Teheran |andikanews.com – Laporan investigasi dari CNN mengungkap skala kerusakan signifikan pada instalasi militer Amerika Serikat di kawasan Timur Tengah akibat serangan yang dilancarkan Iran dan sekutunya sejak konflik pecah pada 28 Februari.
Mengutip laporan yang juga disorot Times of India, sedikitnya 16 fasilitas militer AS di delapan negara terdampak. Sejumlah pangkalan dilaporkan mengalami kerusakan berat hingga tidak dapat beroperasi secara optimal.
Seorang staf Kongres AS yang mengetahui hasil penilaian kerusakan menyebut dampaknya sangat bervariasi.
“Ada berbagai macam penilaian. Mulai dari yang dramatis—seluruh fasilitas hancur dan harus ditutup—hingga pandangan bahwa kerusakan masih bisa diperbaiki karena nilai strategisnya bagi AS,” ujarnya.
Sumber lain dari AS menggambarkan intensitas serangan ini sebagai sesuatu yang belum pernah terjadi sebelumnya.
“Saya belum pernah melihat hal seperti ini sebelumnya.”
Target Bernilai Tinggi Jadi Sasaran
Berdasarkan analisis citra satelit, Iran disebut secara strategis menargetkan aset-aset militer bernilai tinggi, seperti:
- Sistem radar canggih
- Infrastruktur komunikasi
- Pesawat militer
Aset-aset tersebut dikenal mahal dan sulit digantikan.
“Sistem radar kami adalah sumber daya paling mahal dan paling terbatas di wilayah ini,” kata staf Kongres tersebut.
Kerugian Membengkak hingga Puluhan Miliar Dolar
Dari sisi biaya, pejabat Pentagon, Jules Jay Hurst III, memperkirakan konflik ini telah menghabiskan sekitar US$25 miliar.
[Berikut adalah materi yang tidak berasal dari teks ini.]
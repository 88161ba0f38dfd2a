//! Domain layer: conversation entities and screen state.

pub mod display_log;
pub mod events;
pub mod exchange;
pub mod helpdesk_state;
pub mod message_input_state;
pub mod persona;
pub mod transcript;

/// Returns the domain module name for smoke checks.
pub fn module_name() -> &'static str {
    "domain"
}
use tracing_appender::non_blocking::WorkerGuard;
use tracing_subscriber::EnvFilter;

use crate::infra::{config::LogConfig, error::AppError, storage_layout::StorageLayout};

/// Routes tracing output to a log file, since the TUI owns the terminal.
///
/// The returned guard flushes buffered lines on drop and must outlive the
/// session.
pub fn init(config: &LogConfig, layout: &StorageLayout) -> Result<WorkerGuard, AppError> {
    layout.ensure_dirs()?;

    let appender = tracing_appender::rolling::never(&layout.log_dir, layout.log_file_name());
    let (writer, guard) = tracing_appender::non_blocking(appender);

    tracing_subscriber::fmt()
        .with_env_filter(
            EnvFilter::try_from_default_env().unwrap_or_else(|_| EnvFilter::new(&config.level)),
        )
        .with_target(true)
        .with_ansi(false)
        .with_writer(writer)
        .try_init()
        .map_err(AppError::LoggingInit)?;

    Ok(guard)
}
Namun, sejumlah sumber lain menilai angka sebenarnya bisa mencapai US$40–50 miliar.
Sekutu AS Mulai Ragu
Dampak konflik ini juga dirasakan negara-negara sekutu AS di kawasan Teluk, termasuk Arab Saudi.
Seorang sumber dari negara tersebut mengungkapkan kekhawatiran terhadap ketahanan aliansi dengan Washington.
“Perang ini menunjukkan bahwa aliansi dengan AS tidak bisa dianggap eksklusif dan tak tergoyahkan.”
Isu Keterlibatan China Dibantah
Dalam perkembangan lain, muncul tudingan bahwa Iran memanfaatkan satelit mata-mata buatan China, yaitu TEE-01B, untuk membantu serangan presisi menggunakan drone dan rudal.
Satelit tersebut diduga digunakan untuk:
- Pemantauan target
- Analisis sebelum dan sesudah serangan
- Pengarahan serangan ke wilayah seperti Arab Saudi dan Yordania
Namun, pemerintah China dengan tegas membantah tuduhan tersebut dan menyebutnya sebagai laporan yang “dibuat-buat” serta “tidak benar”.